The Port of Tacoma urgently needs to attract new business lest its finances turn from profits to losses by 2014.
That’s the message the Port of Tacoma commissioners heard Monday at its midyear financial review with port economic analysts and financial planners.
Without finding a significant new customer or seeing existing port customers pump up volumes, the port will see minimal growth over the next five years, even as its interest costs escalate and its grant and tax levy incomes stagnate or decline.
Already the port’s bread-and-butter container import and export business is seeing pressure from lower cost Canadian ports, from rapidly expanding ports on the East Coast and from the big loadcenter ports in Southern California.
Port of Tacoma Chief Executive John Wolfe said those ports are stealing away the elective cargo that formerly moved through Tacoma on its way to the big cities of the Midwest by rail.
At the Port of Tacoma’s pre- recession peak four or five years ago, some 70 percent of the containers unloaded from ships in Tacoma was destined for inland destinations. Now that figure has dropped to 45 percent. Commission Chairwoman Connie Bacon said the drop in the percentage cargo headed inland was distressing to her.
“They used to call us the Port of Chicago,” she said, recalling the volume of containers from here that headed for that Midwest rail hub.
While the port’s net income is on track to be about $19.1 million this year, it will decline to $8 million next year, to just $1 million in 2013 and to a loss of $600,000 in 2014 under present business projections.
“Two thousand thirteen and 2014 will be our challenging years,” the port’s director of financial planning, David Morrison, told the commission. According to the port’s own projections, the container business will rise only minimally from this year’s projected 1.45 million units to just 1.57 million units in 2015 without a major new customer or new business efforts from existing shipping lines. That figure falls far short of the 2.1 million container units the port handled in 2006.
Though container numbers are up 5.9 percent through May, the container business growth curve showed signs of flattening in the last month or so.

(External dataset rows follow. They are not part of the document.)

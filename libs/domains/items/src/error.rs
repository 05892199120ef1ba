use axum::response::{IntoResponse, Response};
use axum_helpers::AppError;
use thiserror::Error;
use uuid::Uuid;

/// Errors for item operations
#[derive(Debug, Error)]
pub enum ItemError {
    #[error("Item not found: {0}")]
    NotFound(Uuid),

    #[error("User not found: {0}")]
    UserNotFound(Uuid),

    #[error("Validation error: {0}")]
    Validation(String),

    #[error("Invalid request: {0}")]
    InvalidRequest(String),

    #[error("Internal error: {0}")]
    Internal(String),
}

pub type ItemResult<T> = Result<T, ItemError>;

/// Convert ItemError to AppError for standardized error responses
impl From<ItemError> for AppError {
    fn from(err: ItemError) -> Self {
        match err {
            ItemError::NotFound(id) => AppError::NotFound(format!("Item {} not found", id)),
            ItemError::UserNotFound(id) => AppError::NotFound(format!("User {} not found", id)),
            ItemError::Validation(msg) => AppError::BadRequest(msg),
            ItemError::InvalidRequest(msg) => AppError::BadRequest(msg),
            ItemError::Internal(msg) => AppError::InternalServerError(msg),
        }
    }
}

impl IntoResponse for ItemError {
    fn into_response(self) -> Response {
        let app_error: AppError = self.into();
        app_error.into_response()
    }
}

Wolfe said the federal Harbor Maintenance Tax has helped the Canadian ports of Vancouver and Prince Rupert persuade shipping lines to divert container traffic to their docks. That U.S. tax on the value of imported container goods amounts, on average, to about $150 a container, he said. In a tight economy that’s enough to cause shippers to send containers through Canada where the government doesn’t levy a comparable tax, he said.
Northwest ports have been lobbying – thus far without success – for the elimination or a reduction in the tax. Proceeds from that tax are used to help ports maintain their waterways. Much of that money is raised on the West Coast, where harbors are naturally deep, and spent on the East and Gulf Coasts, where dredging is necessary.
When the widened Panama Canal opens in 2014, more container traffic is expected to move by ship to the East Coast rather than be offloaded on the West Coast and transported by train to the East Coast. The West Coast’s share of Asian imports has fallen over several years from a high of about 83 percent to about 72 percent.
One of the consequences of the economic slowdown is that ports such as Los Angeles and Long Beach now have room to handle more cargo headed inland, cargo that once flowed through Tacoma and Seattle.
While the container business has stagnated, the port’s other businesses have done well. Log exports are up 398 percent. Auto imports have risen 37.1 percent this year. Grain shipments have jumped by 8.6 percent, and the port’s real estate income is up 9.6 percent.